Revelations: Nicki Minaj Grammy performance went too far
Jennifer Lee Preyss
Feb. 17, 2012 at midnight
Updated Feb. 17, 2012 at 8:18 p.m.
If you watched the 54th Grammy Awards Sunday, you may have been confused by Nicki Minaj's Catholic-inspired performance of "Roman Holiday."
I suppose many people speculated the Lil' Kim knock-off was planning an over-the-top Grammy performance later that night - walking the pre-show red carpet on the arm of a pope impersonator, wearing a bedazzled "Little Red Riding Hood" cloak.
But I'm not sure the audience expected the 29-year-old singer to take the stage and offend the hierarchy of Catholicism, many Protestant Christians, and leave the viewing public scratching their heads, wondering, "What the heck was that?"
Minaj's exorcism-themed performance included demonic possession, levitation, gyrating altar boys, dancing monks and a fearful pope mouthing "Stop it, Stop it" as Minaj's alter-ego, Roman Zolanski, sang a brief chorus from the song "I Feel Pretty."
It was a nightmare to watch, a horror to listen to.
When Minaj ceased singing -- levitating from the air with wide eyes, as if the exorcism was complete -- the only conclusion I was able to draw was, "Wow, that was bad."
The song was poorly written, the lyrics uninspired, the performance unimaginative, the Catholic symbols overused and dripping with disdain.
My next thought, however?
"Wow, she will get so much press for this tomorrow."
And that's exactly what happened. Five days after the Grammy's, Minaj continues to be hounded by reporters and other media attempting to clarify the singer's motivation for the wild musical display.

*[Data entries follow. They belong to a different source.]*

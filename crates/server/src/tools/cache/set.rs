//! cache_set tool implementation.
//!
//! Stores a JSON value or a hex-encoded raw payload under a direct key.

use std::time::Duration;

use qcache_core::{CacheValue, Error, TtlStore, cache::keys::is_reserved};
use rmcp::{
    ErrorData as McpError,
    model::{CallToolResult, Content},
};
use schemars::JsonSchema;
use serde::{Deserialize, Serialize};

/// Parameters for the cache_set tool.
#[derive(Debug, Clone, Serialize, Deserialize, JsonSchema)]
pub struct CacheSetParams {
    /// The key to write. Keys in the `__qcache__:` namespace are rejected.
    pub key: String,

    /// JSON value to store. Mutually exclusive with `raw_hex`.
    pub value: Option<serde_json::Value>,

    /// Hex-encoded bytes to store verbatim. Mutually exclusive with `value`.
    pub raw_hex: Option<String>,

    /// Time to live in seconds; the server default applies when omitted.
    pub ttl_seconds: Option<u64>,
}

/// Output from the cache_set tool.
#[derive(Debug, Clone, Serialize, Deserialize, JsonSchema)]
pub struct CacheSetOutput {
    pub key: String,
    pub expires_at: Option<String>,
}

/// Implementation of the cache_set tool.
pub async fn set_impl(
    store: &TtlStore, default_ttl: Duration, params: CacheSetParams,
) -> Result<CallToolResult, McpError> {
    if params.key.is_empty() {
        return Err(Error::InvalidInput("key must not be empty".to_string()).into());
    }
    if is_reserved(&params.key) {
        return Err(Error::InvalidInput(format!("key '{}' is in the reserved query-cache namespace", params.key)).into());
    }

    let value = match (params.value, params.raw_hex) {
        (Some(v), None) => CacheValue::Struct(v),
        (None, Some(raw)) => CacheValue::Raw(
            hex::decode(raw.trim()).map_err(|e| Error::InvalidInput(format!("raw_hex is not valid hex: {e}")))?,
        ),
        _ => {
            return Err(Error::InvalidInput("Exactly one of value or raw_hex must be specified".to_string()).into());
        }
    };

    let ttl = params.ttl_seconds.map(Duration::from_secs).unwrap_or(default_ttl);
    store.set(&params.key, &value, ttl).await?;

    let expires_at = store.get_entry(&params.key).await?.map(|entry| entry.expires_at);

    let output = CacheSetOutput { key: params.key, expires_at };
    let json = serde_json::to_string_pretty(&output)
        .map_err(|e| Error::InvalidInput(format!("Failed to serialize output: {e}")))?;

    Ok(CallToolResult::success(vec![Content::text(json)]))
}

In her post-Grammy interviews, Minaj admitted to writing a movie script, and the odd Grammy performance was a sample of what's to come. Who knows what that means?
As a non-Catholic, I'm usually not offended by satirical displays of the pope, exorcisms, or ornate depictions of church services. But Grammy night, I was offended.
I was offended on behalf of all the Catholics I know who hold many of the symbols sacred that were mocked on stage. I was offended for all the Catholics in the audience (both at the Los Angeles Staples Center, and watching from home on television) who were subjected to a ridiculous (and just plain bad) performance of God-insulting "art," performed without tact, or consideration of Christian viewers.
Because Hollywood views Christianity, and Christians, as uncool, even diabolical at times, movie and recording industry higher-ups typically have no problem allowing offensive anti-Christian displays of "art" appear on their stages and big screens, especially if it reaps financial payoffs.
But I wonder what the reaction would have been Monday morning if Minaj had committed a five-minute performance to insulting Islam, or choreographing anti-Semitic dance numbers to "Roman Holiday?"
If the Grammy organizers would have allowed such a performance at all, I'm fairly certain Minaj would have been universally panned, and forced into a Mel Gibson-like exile.
I wish more people, more Christians, would be willing to speak out and stick up for each other on matters that publicly offend our God. I wouldn't mock and degrade your God, Minaj - please don't mock and degrade mine.